Questo trend si giustifica a causa di un’abitudine ormai diffusa tra i dipendenti, che in caso di dimissioni vogliono evitare incombenze burocratiche ed evitare la NASpI, e che per ora riguarda 74.600 lavoratori ma che, se la tendenza rimarrà questa, aumenteranno vertiginosamente.

Con l’introduzione della riforma Fornero, dal 2013 chi viene licenziato ha diritto all’ASpI, l’indennità mensile di disoccupazione, che rappresenta una misura di sostegno al reddito con una durata massima di 2 anni che costringe l’imprenditore che ha deciso di lasciare a casa il proprio dipendente al pagamento di una tassa di licenziamento. Se si verifica questa situazione, infatti, il datore di lavoro deve versare all’Inps una somma pari al 41% del massimale mensile della NASpI per ogni 12 mesi di anzianità aziendale maturata negli ultimi 3 anni. Per una persona con un’anzianità lavorativa di almeno 3 anni, la tassa a carico dell’azienda può sfiorare i 1.500 euro.

Renato Mason, segretario della CGIA, ha dichiarato in proposito: “Se una impresa contribuisce ad aumentare il numero dei disoccupati provoca dei costi sociali che in parte deve sostenere. Negli ultimi tempi, però, la questione ha assunto i contorni di un raggiro a carico di moltissime aziende e anche dello Stato, perché un numero sempre più crescente di dipendenti non rispetta la norma e costringe gli imprenditori al licenziamento e, di conseguenza, fa scattare la Nuova ASpI in maniera impropria”.

Il trend rilevato dalla CGIA si sta affermando anche nell’anno in corso, poiché l’incremento dei licenziamenti per giusta causa o giustificato motivo soggettivo nel solo primo trimestre è stato del 14,7%
Negli ultimi tempi, infatti, i lavoratori tendono a non recarsi più al lavoro senza alcuna comunicazione al proprio titolare, poiché sanno che in questi casi, dal marzo 2016, è stata introdotta l’obbligatorietà delle dimissioni on-line e che, in caso di decisione volontaria di starsene a casa, il datore di lavoro deve avviare la procedura del licenziamento per giusta causa o per giustificato motivo soggettivo.
In questo caso, il dipendente riceve la NASpI, che invece non gli spetterebbe in caso di dimissioni volontarie.
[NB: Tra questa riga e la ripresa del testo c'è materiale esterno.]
/*
 *  glyphs.rs
 *
 *  duobar - two bars, one row
 *  (c) 2020-26 Stuart Hunter
 *
 *  Partial-fill glyph bitmaps, level lookup and lazy CGRAM programming
 *
 *  This program is free software: you can redistribute it and/or modify
 *  it under the terms of the GNU General Public License as published by
 *  the Free Software Foundation, either version 3 of the License, or
 *  (at your option) any later version.
 *
 *  This program is distributed in the hope that it will be useful,
 *  but WITHOUT ANY WARRANTY; without even the implied warranty of
 *  MERCHANTABILITY or FITNESS FOR A PARTICULAR PURPOSE.  See the
 *  GNU General Public License for more details.
 *
 *  See <http://www.gnu.org/licenses/> to get a copy of the GNU General
 *  Public License.
 *
 */

use log::debug;

use crate::display::error::DisplayError;
use crate::display::traits::CharDisplay;

/// Pixel rows per character cell
pub const GLYPH_ROWS: usize = 8;

/// Pixel columns per character cell
pub const GLYPH_COLS: usize = 5;

/// One CGRAM bitmap: 8 rows, low 5 bits of each byte, MSB on the left
pub type GlyphBitmap = [u8; GLYPH_ROWS];

/// Distinguishable fill states within one character cell. A bar over `n`
/// cells therefore resolves `n * 16` positions.
pub const SUB_LEVELS_PER_CELL: u16 = 16;

/// Built-in blank cell, needs no CGRAM slot
pub const BLANK_CHAR: u8 = 0x20;

/// Built-in solid block in the HD44780 character ROM, needs no CGRAM slot
pub const FULL_BLOCK_CHAR: u8 = 0xFF;

/// The 8 partial-fill patterns, one per CGRAM slot, in increasing fill
/// order. Pattern k lights k+1 half-columns: (k+1)/2 solid columns plus,
/// for even k, a dithered leading edge on rows 1,3,5,7. Lit-pixel count
/// grows by 4 per step, from 4 to 32 (a full cell is 40).
pub const BAR_FILL_STEPS: [GlyphBitmap; 8] = [
    [0x00, 0x10, 0x00, 0x10, 0x00, 0x10, 0x00, 0x10], // dithered sliver
    [0x10, 0x10, 0x10, 0x10, 0x10, 0x10, 0x10, 0x10], // 1 column
    [0x10, 0x18, 0x10, 0x18, 0x10, 0x18, 0x10, 0x18], // 1.5 columns
    [0x18, 0x18, 0x18, 0x18, 0x18, 0x18, 0x18, 0x18], // 2 columns
    [0x18, 0x1c, 0x18, 0x1c, 0x18, 0x1c, 0x18, 0x1c], // 2.5 columns
    [0x1c, 0x1c, 0x1c, 0x1c, 0x1c, 0x1c, 0x1c, 0x1c], // 3 columns
    [0x1c, 0x1e, 0x1c, 0x1e, 0x1c, 0x1e, 0x1c, 0x1e], // 3.5 columns
    [0x1e, 0x1e, 0x1e, 0x1e, 0x1e, 0x1e, 0x1e, 0x1e], // 4 columns
];

/// What a single boundary cell renders as
#[derive(Debug, Clone, Copy, PartialEq, Eq)]
pub enum CellFill {
    /// Nothing lit; rendered with the built-in blank character
    Blank,

    /// One of the programmable partial-fill glyphs (slot index == CGRAM
    /// character code)
    Partial(u8),
}

/// Sub-cell fill level to boundary-cell glyph. Level 0 is blank; levels
/// 1..15 map onto the 8 patterns two levels apiece; level 16 never reaches
/// this table because it carries into the next full cell.
pub const LEVEL_TO_GLYPH: [CellFill; SUB_LEVELS_PER_CELL as usize] = [
    CellFill::Blank,
    CellFill::Partial(0),
    CellFill::Partial(0),
    CellFill::Partial(1),
    CellFill::Partial(1),
    CellFill::Partial(2),
    CellFill::Partial(2),
    CellFill::Partial(3),
    CellFill::Partial(3),
    CellFill::Partial(4),
    CellFill::Partial(4),
    CellFill::Partial(5),
    CellFill::Partial(5),
    CellFill::Partial(6),
    CellFill::Partial(6),
    CellFill::Partial(7),
];

/// Split a quantized level into whole solid cells plus the boundary-cell
/// glyph. Everything past the boundary cell is blank.
pub fn compose(level: u16) -> (u8, CellFill) {
    let full = (level / SUB_LEVELS_PER_CELL) as u8;
    let remainder = (level % SUB_LEVELS_PER_CELL) as usize;
    (full, LEVEL_TO_GLYPH[remainder])
}

/// Tracks which CGRAM slots already hold our patterns so each slot is
/// programmed at most once per renderer lifetime. The bitmap constants
/// live in read-only storage; the panel copy happens lazily on first use.
///
/// The 8 slots are shared per display. Every renderer programs the same
/// `BAR_FILL_STEPS` patterns, so the last registration winning is benign;
/// mixing in renderers with a different table on the same panel is a
/// caller error.
#[derive(Debug, Clone, Default)]
pub struct GlyphSet {
    programmed: u8, // bitmask, one bit per CGRAM slot
}

impl GlyphSet {
    pub fn new() -> Self {
        Self { programmed: 0 }
    }

    /// Program `slot` if this set has not done so yet.
    pub fn ensure<D: CharDisplay>(
        &mut self,
        display: &mut D,
        slot: u8,
    ) -> Result<(), DisplayError> {
        let bit = 1u8 << slot;
        if self.programmed & bit == 0 {
            display.define_glyph(slot, &BAR_FILL_STEPS[slot as usize])?;
            self.programmed |= bit;
            debug!("programmed CGRAM slot {} with fill step", slot);
        }
        Ok(())
    }

    pub fn is_programmed(&self, slot: u8) -> bool {
        self.programmed & (1u8 << slot) != 0
    }

    /// Forget all programming, forcing re-registration on next use. Needed
    /// after a panel reset wipes CGRAM.
    pub fn invalidate(&mut self) {
        self.programmed = 0;
    }
}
Paolo Zabeo, coordinatore Ufficio Studi CGIA, ha commentato: “Questo astuto espediente sta creando un danno economico non indifferente. Non solo perché costringe il titolare dell’azienda a versare la tassa di licenziamento che, come dicevamo, può arrivare fino a 1.500 euro, ma anche alla collettività che deve farsi carico del costo della NASpI. Se quest’ultima viene erogata per tutti i 2 anni previsti dalla legge Fornero, il costo complessivo per le casse dell’Inps può arrivare fino a 20.000 euro a lavoratore”.